Skip casting of dict-encoded columns in CastingGenerator

sahil1105 · IsaacWarren · commit 7fcfd687f504 · 2025-07-15T14:13:33.000-05:00
diff --git a/recipe/patches/0004-Bodo-Changes.patch b/recipe/patches/0004-Bodo-Changes.patch
@@ -1,5 +1,5 @@
 diff --git a/cpp/src/arrow/dataset/file_parquet.cc b/cpp/src/arrow/dataset/file_parquet.cc
-index 1f8b6cc488..322d50e598 100644
+index 1f8b6cc488..586a5122a5 100644
 --- a/cpp/src/arrow/dataset/file_parquet.cc
 +++ b/cpp/src/arrow/dataset/file_parquet.cc
 @@ -26,16 +26,23 @@
@@ -26,32 +26,40 @@ index 1f8b6cc488..322d50e598 100644
  #include "arrow/util/tracing_internal.h"
  #include "parquet/arrow/reader.h"
  #include "parquet/arrow/schema.h"
-@@ -555,6 +562,59 @@ Future<std::shared_ptr<parquet::arrow::FileReader>> ParquetFileFormat::GetReader
+@@ -555,6 +562,68 @@ Future<std::shared_ptr<parquet::arrow::FileReader>> ParquetFileFormat::GetReader
        });
  }
  
 +struct CastingGenerator {
 +  CastingGenerator(RecordBatchGenerator source, std::shared_ptr<Schema> final_schema,
-+                   arrow::MemoryPool* pool = arrow::default_memory_pool())
++                   const std::unordered_set<std::string>& cols_to_skip,
++                   MemoryPool* pool = default_memory_pool())
 +      : source_(source),
 +        final_schema_(final_schema),
++        cols_to_skip_(cols_to_skip),
 +        exec_ctx(std::make_shared<compute::ExecContext>(pool)) {}
 +
 +  Future<std::shared_ptr<RecordBatch>> operator()() {
 +    return this->source_().Then([this](const std::shared_ptr<RecordBatch>& next)
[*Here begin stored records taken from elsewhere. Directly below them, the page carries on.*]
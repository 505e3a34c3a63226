use crate::core::manifest::{self, parse_requirements};
use crate::domain::model::{join_path, DeploymentNames, Requirement};
use crate::utils::error::{DeployError, Result};
use crate::utils::validation::{self, Validate};
use regex::Regex;
use serde::{Deserialize, Serialize};
use std::path::{Path, PathBuf};

pub const DEFAULT_WORKERS: u32 = 3;
pub const DEFAULT_GROUP: &str = "www-data";
pub const DEFAULT_LISTEN_PORT: u16 = 80;
pub const MAX_WORKERS: u32 = 64;

#[derive(Debug, Clone, Serialize, Deserialize)]
pub struct DeployConfig {
    pub project: ProjectConfig,
    pub service: ServiceConfig,
    pub socket: Option<SocketConfig>,
    pub proxy: Option<ProxyConfig>,
    pub requirements: RequirementsConfig,
    pub tls: Option<TlsConfig>,
    /// Directory relative paths in the config resolve against.
    #[serde(skip)]
    pub base_dir: Option<PathBuf>,
}

#[derive(Debug, Clone, Serialize, Deserialize)]
pub struct ProjectConfig {
    pub repo_name: String,
    pub project_name: String,
    pub working_dir: String,
    pub domain: String,
    pub include_www: Option<bool>,
}

#[derive(Debug, Clone, Serialize, Deserialize)]
pub struct ServiceConfig {
    pub user: String,
    pub group: Option<String>,
    pub venv_dir: Option<String>,
    pub workers: Option<u32>,
    pub access_log: Option<bool>,
}

#[derive(Debug, Clone, Serialize, Deserialize)]
pub struct SocketConfig {
    pub path: Option<String>,
}

#[derive(Debug, Clone, Serialize, Deserialize)]
pub struct ProxyConfig {
    pub listen_port: Option<u16>,
    pub static_root: Option<String>,
}

#[derive(Debug, Clone, Serialize, Deserialize)]
pub struct RequirementsConfig {
    pub packages: Option<Vec<PackagePin>>,
    /// `pip freeze` style file.
    pub file: Option<String>,
}

#[derive(Debug, Clone, Serialize, Deserialize)]
pub struct PackagePin {
    pub name: String,
    pub version: String,
}

#[derive(Debug, Clone, Serialize, Deserialize)]
pub struct TlsConfig {
    pub email: Option<String>,
}

impl DeployConfig {
    /// Loads a deploy config from a TOML file
    pub fn from_file<P: AsRef<Path>>(path: P) -> Result<Self> {
        let content = std::fs::read_to_string(&path).map_err(DeployError::IoError)?;
        let mut config = Self::from_toml_str(&content)?;
        config.base_dir = path.as_ref().parent().map(Path::to_path_buf);
        Ok(config)
    }

    pub fn from_toml_str(content: &str) -> Result<Self> {
        let processed_content = Self::substitute_env_vars(content)?;

        toml::from_str(&processed_content).map_err(|e| DeployError::ConfigValidationError {
            field: "toml_parsing".to_string(),
            message: format!("TOML parsing error: {}", e),
        })
    }

    /// Replaces `${VAR}` references (e.g. `${DEPLOY_DOMAIN}`); unset variables are left as written
    fn substitute_env_vars(content: &str) -> Result<String> {
        let re = Regex::new(r"\$\{([^}]+)\}").map_err(|e| DeployError::ConfigValidationError {
            field: "env_substitution".to_string(),
            message: e.to_string(),
        })?;

        let result = re.replace_all(content, |caps: &regex::Captures| {
            let var_name = &caps[1];
            std::env::var(var_name).unwrap_or_else(|_| format!("${{{}}}", var_name))
        });

        Ok(result.to_string())
    }

    pub fn include_www(&self) -> bool {
        self.project.include_www.unwrap_or(true)
    }

    pub fn workers(&self) -> u32 {
        self.service.workers.unwrap_or(DEFAULT_WORKERS)
    }

    pub fn group(&self) -> &str {
        self.service.group.as_deref().unwrap_or(DEFAULT_GROUP)
    }

    pub fn venv_dir(&self) -> String {
        self.service
            .venv_dir
            .clone()
            .unwrap_or_else(|| join_path(&self.project.working_dir, "env"))
    }

    pub fn socket_path(&self) -> String {
        self.socket
            .as_ref()
            .and_then(|s| s.path.clone())
            .unwrap_or_else(|| format!("/run/{}.sock", self.project.repo_name))
    }

    pub fn listen_port(&self) -> u16 {
        self.proxy
            .as_ref()
            .and_then(|p| p.listen_port)
            .unwrap_or(DEFAULT_LISTEN_PORT)
    }

    pub fn static_root(&self) -> String {
        self.proxy
            .as_ref()
            .and_then(|p| p.static_root.clone())
            .unwrap_or_else(|| self.project.working_dir.clone())
    }

    pub fn server_names(&self) -> Vec<String> {
        let mut names = vec![self.project.domain.clone()];
        if self.include_www() {
            names.push(format!("www.{}", self.project.domain));
        }
        names
    }

    pub fn validate_config(&self) -> Result<()> {
        validation::validate_repo_name("project.repo_name", &self.project.repo_name)?;
        validation::validate_python_identifier("project.project_name", &self.project.project_name)?;
        validation::validate_absolute_path("project.working_dir", &self.project.working_dir)?;
        validation::validate_domain("project.domain", &self.project.domain)?;

        if self.include_www() && self.project.domain.starts_with("www.") {
            return Err(DeployError::InvalidConfigValueError {
                field: "project.domain".to_string(),
                value: self.project.domain.clone(),
                reason: "Use the bare domain when include_www is enabled".to_string(),
            });
        }

        validation::validate_single_token("service.user", &self.service.user)?;
        validation::validate_single_token("service.group", self.group())?;
        validation::validate_absolute_path("service.venv_dir", &self.venv_dir())?;
        validation::validate_range("service.workers", self.workers(), 1, MAX_WORKERS)?;

        let socket_path = self.socket_path();
        validation::validate_absolute_path("socket.path", &socket_path)?;
        if !socket_path.ends_with(".sock") {
            return Err(DeployError::InvalidConfigValueError {
                field: "socket.path".to_string(),
                value: socket_path,
                reason: "Socket path must end in .sock".to_string(),
            });
        }

        validation::validate_range("proxy.listen_port", self.listen_port(), 1, u16::MAX)?;
        validation::validate_absolute_path("proxy.static_root", &self.static_root())?;

        if let Some(email) = self.tls.as_ref().and_then(|t| t.email.as_deref()) {
            validation::validate_single_token("tls.email", email)?;
            if !email.contains('@') {
                return Err(DeployError::InvalidConfigValueError {
                    field: "tls.email".to_string(),
                    value: email.to_string(),
                    reason: "Not an email address".to_string(),
                });
            }
        }

        match (&self.requirements.packages, &self.requirements.file) {
            (Some(_), Some(_)) => Err(DeployError::ConfigValidationError {
                field: "requirements".to_string(),
                message: "Set either 'packages' or 'file', not both".to_string(),
            }),
            (None, None) => Err(DeployError::MissingConfigError {
                field: "requirements.packages or requirements.file".to_string(),
            }),
            (Some(packages), None) => {
                for pin in packages {
                    validation::validate_non_empty_string("requirements.packages.name", &pin.name)?;
                    if !manifest::is_valid_package_name(&pin.name) {
                        return Err(DeployError::InvalidConfigValueError {
                            field: "requirements.packages.name".to_string(),
                            value: pin.name.clone(),
                            reason: "Not a valid Python package name".to_string(),
                        });
                    }
                    validation::validate_single_token(
                        "requirements.packages.version",
                        &pin.version,
                    )?;
                    if !pin
                        .version
                        .chars()
                        .all(|c| c.is_ascii_alphanumeric() || matches!(c, '.' | '+' | '!' | '*' | '_' | '-'))
                    {
                        return Err(DeployError::InvalidConfigValueError {
                            field: "requirements.packages.version".to_string(),
                            value: pin.version.clone(),
                            reason: "Expected a single exact version such as 4.2.7".to_string(),
                        });
                    }
                }
                Ok(())
            }
            (None, Some(file)) => validation::validate_non_empty_string("requirements.file", file),
        }
    }

    fn requirements_path(&self, file: &str) -> PathBuf {
        let path = Path::new(file);
        match &self.base_dir {
            Some(base) if path.is_relative() => base.join(path),
            _ => path.to_path_buf(),
        }
    }

    fn load_requirements(&self) -> Result<Vec<Requirement>> {
        if let Some(packages) = &self.requirements.packages {
            return Ok(packages
                .iter()
                .map(|pin| Requirement::pinned(pin.name.trim(), pin.version.trim()))
                .collect());
        }

        let file = validation::validate_required_field("requirements.file", &self.requirements.file)?;
        let path = self.requirements_path(file);
        tracing::debug!("Reading requirements from {}", path.display());
        let content = std::fs::read_to_string(&path)?;
        parse_requirements(&content)
    }

    /// Validates, then derives every default into the names the templates use.
    pub fn resolve(&self) -> Result<DeploymentNames> {
        self.validate()?;

        Ok(DeploymentNames {
            repo_name: self.project.repo_name.clone(),
            project_name: self.project.project_name.clone(),
            working_dir: self.project.working_dir.trim_end_matches('/').to_string(),
            domain: self.project.domain.clone(),
            server_names: self.server_names(),
            socket_path: self.socket_path(),
            user: self.service.user.clone(),
            group: self.group().to_string(),
            venv_dir: self.venv_dir().trim_end_matches('/').to_string(),
            workers: self.workers(),
            access_log: self.service.access_log.unwrap_or(true),
            listen_port: self.listen_port(),
            static_root: self.static_root().trim_end_matches('/').to_string(),
            requirements: self.load_requirements()?,
            tls_email: self.tls.as_ref().and_then(|t| t.email.clone()),
        })
    }
}

impl Validate for DeployConfig {
    fn validate(&self) -> Result<()> {
        self.validate_config()
    }
}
 +                                    -> Result<std::shared_ptr<RecordBatch>> {
-+      if (IsIterationEnd(next) || this->final_schema_.get() == nullptr) {
++      if (IsIterationEnd(next) || this->final_schema_ == nullptr) {
 +        return next;
 +      }
-+      std::vector<std::shared_ptr<::arrow::Array>> out_cols;
-+      std::vector<std::shared_ptr<arrow::Field>> out_schema_fields;
++      std::vector<std::shared_ptr<Array>> out_cols;
++      std::vector<std::shared_ptr<Field>> out_schema_fields;
 +
 +      bool changed = false;
 +      for (const auto& field : this->final_schema_->fields()) {
 +        FieldRef field_ref = FieldRef(field->name());
 +        ARROW_ASSIGN_OR_RAISE(std::shared_ptr<Array> column,
 +                              field_ref.GetOneOrNone(*next));
 +        if (column) {
++          if (this->cols_to_skip_.count(field->name())) {
++            out_cols.emplace_back(std::move(column));
++            // Maintain the original input type.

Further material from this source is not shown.